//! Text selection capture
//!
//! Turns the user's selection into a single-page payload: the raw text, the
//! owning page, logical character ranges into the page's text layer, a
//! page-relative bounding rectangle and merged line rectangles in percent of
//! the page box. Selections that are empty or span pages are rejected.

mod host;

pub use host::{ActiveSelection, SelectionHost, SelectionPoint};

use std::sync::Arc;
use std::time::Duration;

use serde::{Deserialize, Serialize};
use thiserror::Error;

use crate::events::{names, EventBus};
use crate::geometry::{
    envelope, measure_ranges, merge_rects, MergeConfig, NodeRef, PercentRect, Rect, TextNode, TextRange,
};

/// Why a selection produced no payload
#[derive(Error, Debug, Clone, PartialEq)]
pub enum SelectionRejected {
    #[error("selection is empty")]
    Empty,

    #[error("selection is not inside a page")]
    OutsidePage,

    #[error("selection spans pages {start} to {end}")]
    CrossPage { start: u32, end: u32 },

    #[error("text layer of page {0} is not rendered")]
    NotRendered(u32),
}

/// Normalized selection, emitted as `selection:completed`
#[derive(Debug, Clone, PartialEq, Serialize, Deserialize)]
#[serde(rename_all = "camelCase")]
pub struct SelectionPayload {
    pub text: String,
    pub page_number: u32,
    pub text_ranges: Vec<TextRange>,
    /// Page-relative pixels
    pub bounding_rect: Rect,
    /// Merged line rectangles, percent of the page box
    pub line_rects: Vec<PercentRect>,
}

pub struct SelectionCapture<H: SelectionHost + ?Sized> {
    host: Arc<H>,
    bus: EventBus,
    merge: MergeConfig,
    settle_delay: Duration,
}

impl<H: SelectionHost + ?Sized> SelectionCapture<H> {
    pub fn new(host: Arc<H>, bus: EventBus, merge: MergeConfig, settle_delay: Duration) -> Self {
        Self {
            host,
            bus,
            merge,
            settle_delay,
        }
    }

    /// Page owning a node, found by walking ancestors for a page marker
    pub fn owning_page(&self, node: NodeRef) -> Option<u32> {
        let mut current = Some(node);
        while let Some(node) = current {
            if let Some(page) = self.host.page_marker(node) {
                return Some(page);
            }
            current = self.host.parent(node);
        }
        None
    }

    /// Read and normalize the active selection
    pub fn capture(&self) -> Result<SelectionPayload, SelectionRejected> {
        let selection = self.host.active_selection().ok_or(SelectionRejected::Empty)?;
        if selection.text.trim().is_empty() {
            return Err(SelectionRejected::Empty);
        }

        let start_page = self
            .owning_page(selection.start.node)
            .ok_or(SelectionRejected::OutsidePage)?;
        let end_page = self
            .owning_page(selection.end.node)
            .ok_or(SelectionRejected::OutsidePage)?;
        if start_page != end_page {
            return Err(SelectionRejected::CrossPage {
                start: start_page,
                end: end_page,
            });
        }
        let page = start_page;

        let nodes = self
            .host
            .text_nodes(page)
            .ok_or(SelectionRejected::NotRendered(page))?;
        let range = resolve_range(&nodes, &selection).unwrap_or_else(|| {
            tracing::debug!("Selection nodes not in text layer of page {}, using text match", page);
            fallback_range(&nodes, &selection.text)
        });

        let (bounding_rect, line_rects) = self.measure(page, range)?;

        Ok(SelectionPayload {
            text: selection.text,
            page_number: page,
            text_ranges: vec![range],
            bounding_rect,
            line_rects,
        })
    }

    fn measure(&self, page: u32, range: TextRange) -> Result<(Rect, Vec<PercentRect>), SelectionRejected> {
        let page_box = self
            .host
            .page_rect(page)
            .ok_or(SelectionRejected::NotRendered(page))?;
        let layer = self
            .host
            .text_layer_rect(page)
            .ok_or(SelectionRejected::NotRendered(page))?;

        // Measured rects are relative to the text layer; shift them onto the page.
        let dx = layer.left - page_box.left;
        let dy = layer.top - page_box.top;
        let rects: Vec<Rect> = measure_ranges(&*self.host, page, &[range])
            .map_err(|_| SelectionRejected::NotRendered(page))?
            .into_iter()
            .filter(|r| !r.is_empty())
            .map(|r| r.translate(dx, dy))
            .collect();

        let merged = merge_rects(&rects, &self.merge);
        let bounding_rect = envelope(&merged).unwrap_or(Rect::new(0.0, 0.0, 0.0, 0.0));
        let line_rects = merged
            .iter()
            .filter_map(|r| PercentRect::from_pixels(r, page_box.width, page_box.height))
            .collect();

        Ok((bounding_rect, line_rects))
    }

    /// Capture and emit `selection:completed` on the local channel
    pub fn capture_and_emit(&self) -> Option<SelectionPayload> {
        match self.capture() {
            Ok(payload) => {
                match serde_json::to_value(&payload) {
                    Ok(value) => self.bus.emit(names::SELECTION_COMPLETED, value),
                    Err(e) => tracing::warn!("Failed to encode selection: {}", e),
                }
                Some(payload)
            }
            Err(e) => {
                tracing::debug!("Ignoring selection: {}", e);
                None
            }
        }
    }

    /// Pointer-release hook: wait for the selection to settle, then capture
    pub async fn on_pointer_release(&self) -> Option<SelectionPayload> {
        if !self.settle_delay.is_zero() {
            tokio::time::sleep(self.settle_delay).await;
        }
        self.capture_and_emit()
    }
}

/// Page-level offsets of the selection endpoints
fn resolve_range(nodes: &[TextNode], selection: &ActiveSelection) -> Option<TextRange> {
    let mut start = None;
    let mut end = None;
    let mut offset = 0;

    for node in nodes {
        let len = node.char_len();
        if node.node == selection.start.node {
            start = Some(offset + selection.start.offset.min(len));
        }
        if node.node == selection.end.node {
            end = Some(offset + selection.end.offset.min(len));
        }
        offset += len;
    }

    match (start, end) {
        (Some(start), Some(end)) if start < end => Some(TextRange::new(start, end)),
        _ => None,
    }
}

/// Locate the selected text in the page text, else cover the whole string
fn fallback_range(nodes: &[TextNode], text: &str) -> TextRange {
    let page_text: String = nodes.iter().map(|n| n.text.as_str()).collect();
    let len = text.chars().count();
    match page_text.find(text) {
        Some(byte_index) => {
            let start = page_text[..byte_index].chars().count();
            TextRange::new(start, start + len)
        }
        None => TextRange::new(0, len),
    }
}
* * *
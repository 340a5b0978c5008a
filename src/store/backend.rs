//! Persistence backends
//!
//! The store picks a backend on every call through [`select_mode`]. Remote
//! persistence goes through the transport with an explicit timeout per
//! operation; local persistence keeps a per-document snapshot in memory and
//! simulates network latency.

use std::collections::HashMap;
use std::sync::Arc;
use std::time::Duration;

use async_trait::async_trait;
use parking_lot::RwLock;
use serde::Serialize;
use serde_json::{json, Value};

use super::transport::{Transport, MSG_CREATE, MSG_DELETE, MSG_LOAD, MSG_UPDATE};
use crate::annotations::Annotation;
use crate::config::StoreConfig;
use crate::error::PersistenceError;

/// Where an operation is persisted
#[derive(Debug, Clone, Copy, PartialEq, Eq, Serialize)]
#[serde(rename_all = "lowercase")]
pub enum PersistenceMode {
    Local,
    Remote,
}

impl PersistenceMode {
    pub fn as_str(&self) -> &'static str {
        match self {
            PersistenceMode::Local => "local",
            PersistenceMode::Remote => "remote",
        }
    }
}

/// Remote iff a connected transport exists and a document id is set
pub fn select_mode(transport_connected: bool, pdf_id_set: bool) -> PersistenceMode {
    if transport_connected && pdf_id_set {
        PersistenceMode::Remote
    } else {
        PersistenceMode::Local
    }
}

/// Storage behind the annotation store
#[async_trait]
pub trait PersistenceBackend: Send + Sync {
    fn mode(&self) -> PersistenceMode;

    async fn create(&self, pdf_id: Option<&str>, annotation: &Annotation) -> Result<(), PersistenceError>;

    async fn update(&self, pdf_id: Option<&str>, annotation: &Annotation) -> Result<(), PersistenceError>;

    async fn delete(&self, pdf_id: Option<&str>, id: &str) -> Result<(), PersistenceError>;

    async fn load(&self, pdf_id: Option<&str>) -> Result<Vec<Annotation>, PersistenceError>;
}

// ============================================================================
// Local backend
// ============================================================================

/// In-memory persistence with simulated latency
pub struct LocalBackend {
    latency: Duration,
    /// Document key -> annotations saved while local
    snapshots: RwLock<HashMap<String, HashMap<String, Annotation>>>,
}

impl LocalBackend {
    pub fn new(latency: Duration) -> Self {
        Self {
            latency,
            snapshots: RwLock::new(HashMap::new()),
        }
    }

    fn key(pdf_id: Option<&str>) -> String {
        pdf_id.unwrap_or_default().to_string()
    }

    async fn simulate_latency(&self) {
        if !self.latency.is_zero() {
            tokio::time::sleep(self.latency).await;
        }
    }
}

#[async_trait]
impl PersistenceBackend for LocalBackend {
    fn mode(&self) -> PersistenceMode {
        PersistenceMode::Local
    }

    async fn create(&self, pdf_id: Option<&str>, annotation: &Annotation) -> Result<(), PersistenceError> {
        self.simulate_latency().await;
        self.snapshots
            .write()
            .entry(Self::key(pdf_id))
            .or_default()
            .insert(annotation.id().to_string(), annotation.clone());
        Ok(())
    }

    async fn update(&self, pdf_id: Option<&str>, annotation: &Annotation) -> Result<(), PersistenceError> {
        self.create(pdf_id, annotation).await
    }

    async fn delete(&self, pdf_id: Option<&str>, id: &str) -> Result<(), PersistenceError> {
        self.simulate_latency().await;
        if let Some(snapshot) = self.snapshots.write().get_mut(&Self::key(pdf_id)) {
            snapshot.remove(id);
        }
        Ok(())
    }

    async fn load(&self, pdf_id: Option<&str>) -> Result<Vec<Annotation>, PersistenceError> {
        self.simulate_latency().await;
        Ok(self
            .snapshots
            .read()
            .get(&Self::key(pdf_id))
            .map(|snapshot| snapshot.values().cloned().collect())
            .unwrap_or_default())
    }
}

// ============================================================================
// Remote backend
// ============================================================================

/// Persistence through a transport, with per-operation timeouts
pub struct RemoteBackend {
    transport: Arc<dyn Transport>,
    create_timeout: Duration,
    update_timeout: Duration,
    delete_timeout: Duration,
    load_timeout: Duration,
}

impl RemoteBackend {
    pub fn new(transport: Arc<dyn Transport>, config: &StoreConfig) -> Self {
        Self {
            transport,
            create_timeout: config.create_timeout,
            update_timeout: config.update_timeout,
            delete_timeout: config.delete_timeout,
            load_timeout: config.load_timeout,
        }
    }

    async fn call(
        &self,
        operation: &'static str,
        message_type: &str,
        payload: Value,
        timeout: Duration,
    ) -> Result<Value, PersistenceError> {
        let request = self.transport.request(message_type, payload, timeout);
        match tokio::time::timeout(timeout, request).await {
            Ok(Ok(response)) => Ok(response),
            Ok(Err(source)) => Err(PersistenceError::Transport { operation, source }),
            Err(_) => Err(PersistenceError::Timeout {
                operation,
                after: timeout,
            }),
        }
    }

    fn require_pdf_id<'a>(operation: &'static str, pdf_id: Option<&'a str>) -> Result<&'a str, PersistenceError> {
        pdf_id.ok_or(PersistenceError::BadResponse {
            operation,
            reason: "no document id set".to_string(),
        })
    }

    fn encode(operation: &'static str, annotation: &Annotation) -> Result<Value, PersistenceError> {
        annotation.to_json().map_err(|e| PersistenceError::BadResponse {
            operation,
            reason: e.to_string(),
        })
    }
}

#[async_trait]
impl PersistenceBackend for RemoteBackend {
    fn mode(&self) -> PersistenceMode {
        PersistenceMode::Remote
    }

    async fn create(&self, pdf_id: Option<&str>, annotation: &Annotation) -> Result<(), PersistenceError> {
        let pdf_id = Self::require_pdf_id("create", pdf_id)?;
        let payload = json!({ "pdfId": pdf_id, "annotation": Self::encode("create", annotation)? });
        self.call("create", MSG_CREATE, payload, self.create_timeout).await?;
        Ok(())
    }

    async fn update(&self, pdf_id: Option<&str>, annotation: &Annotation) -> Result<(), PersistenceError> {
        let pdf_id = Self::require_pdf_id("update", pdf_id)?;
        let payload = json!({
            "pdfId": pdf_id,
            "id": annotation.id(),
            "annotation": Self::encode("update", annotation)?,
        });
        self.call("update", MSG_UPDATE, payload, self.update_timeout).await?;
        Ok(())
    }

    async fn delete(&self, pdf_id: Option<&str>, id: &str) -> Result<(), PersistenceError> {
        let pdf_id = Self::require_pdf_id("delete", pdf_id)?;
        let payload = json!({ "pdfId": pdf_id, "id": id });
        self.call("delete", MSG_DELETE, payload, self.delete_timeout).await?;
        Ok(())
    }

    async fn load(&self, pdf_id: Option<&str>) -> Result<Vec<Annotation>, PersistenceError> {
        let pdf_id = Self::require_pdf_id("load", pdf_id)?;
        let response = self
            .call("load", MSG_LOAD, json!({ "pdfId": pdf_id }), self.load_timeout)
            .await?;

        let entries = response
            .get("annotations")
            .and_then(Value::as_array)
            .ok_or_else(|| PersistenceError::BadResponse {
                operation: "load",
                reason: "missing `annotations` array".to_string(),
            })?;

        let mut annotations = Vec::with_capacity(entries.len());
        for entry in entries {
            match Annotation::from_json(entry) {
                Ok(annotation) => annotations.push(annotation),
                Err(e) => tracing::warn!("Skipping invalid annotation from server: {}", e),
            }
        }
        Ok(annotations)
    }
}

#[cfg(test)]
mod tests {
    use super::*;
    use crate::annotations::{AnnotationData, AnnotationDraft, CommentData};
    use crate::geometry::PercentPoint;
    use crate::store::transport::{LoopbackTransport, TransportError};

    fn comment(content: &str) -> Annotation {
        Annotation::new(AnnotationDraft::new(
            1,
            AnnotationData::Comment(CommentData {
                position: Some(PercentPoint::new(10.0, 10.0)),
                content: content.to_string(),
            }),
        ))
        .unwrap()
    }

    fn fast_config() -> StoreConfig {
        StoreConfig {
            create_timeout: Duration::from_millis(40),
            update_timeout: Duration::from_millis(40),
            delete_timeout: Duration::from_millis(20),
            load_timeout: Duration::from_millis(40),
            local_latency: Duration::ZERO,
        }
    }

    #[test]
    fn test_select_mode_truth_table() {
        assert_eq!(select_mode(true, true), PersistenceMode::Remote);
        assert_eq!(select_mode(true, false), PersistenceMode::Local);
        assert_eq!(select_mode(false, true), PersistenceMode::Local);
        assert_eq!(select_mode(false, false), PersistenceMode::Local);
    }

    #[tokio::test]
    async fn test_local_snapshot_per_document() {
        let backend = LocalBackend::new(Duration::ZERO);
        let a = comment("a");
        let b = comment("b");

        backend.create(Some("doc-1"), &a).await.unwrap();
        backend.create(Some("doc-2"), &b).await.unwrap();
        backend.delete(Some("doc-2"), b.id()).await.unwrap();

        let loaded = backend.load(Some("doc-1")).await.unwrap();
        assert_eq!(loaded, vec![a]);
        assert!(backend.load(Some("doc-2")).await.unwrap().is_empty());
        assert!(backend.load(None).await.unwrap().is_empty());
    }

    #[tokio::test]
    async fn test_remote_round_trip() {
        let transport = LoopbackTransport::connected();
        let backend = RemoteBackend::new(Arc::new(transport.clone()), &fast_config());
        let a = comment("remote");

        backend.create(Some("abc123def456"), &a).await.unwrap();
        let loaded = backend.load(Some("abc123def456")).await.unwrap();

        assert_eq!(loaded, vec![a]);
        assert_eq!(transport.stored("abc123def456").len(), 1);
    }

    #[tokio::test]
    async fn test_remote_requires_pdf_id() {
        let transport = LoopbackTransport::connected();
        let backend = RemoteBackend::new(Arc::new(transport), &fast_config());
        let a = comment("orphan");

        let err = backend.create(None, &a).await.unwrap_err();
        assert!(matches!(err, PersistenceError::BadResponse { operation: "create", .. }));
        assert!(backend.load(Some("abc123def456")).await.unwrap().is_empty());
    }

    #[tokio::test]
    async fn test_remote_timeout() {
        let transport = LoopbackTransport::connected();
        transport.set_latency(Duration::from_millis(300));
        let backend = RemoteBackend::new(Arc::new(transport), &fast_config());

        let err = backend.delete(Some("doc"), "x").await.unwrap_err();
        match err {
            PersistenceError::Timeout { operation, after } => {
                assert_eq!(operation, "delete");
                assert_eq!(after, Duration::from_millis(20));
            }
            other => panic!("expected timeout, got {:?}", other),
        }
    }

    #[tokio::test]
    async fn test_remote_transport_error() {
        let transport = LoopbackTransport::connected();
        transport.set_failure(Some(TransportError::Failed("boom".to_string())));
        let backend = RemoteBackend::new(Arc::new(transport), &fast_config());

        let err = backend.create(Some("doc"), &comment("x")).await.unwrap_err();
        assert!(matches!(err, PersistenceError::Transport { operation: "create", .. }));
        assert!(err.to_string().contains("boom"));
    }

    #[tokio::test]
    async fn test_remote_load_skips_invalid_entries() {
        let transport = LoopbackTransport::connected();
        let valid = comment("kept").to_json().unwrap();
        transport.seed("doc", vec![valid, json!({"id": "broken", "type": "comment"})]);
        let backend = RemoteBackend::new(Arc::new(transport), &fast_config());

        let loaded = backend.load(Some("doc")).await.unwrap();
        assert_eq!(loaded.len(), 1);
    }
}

• REQUIRED ACTION:
Each line of the entries where the string "CrossPage" occurs should be shown.

• TASK RESULT:
    CrossPage { start: u32, end: u32 },
            return Err(SelectionRejected::CrossPage {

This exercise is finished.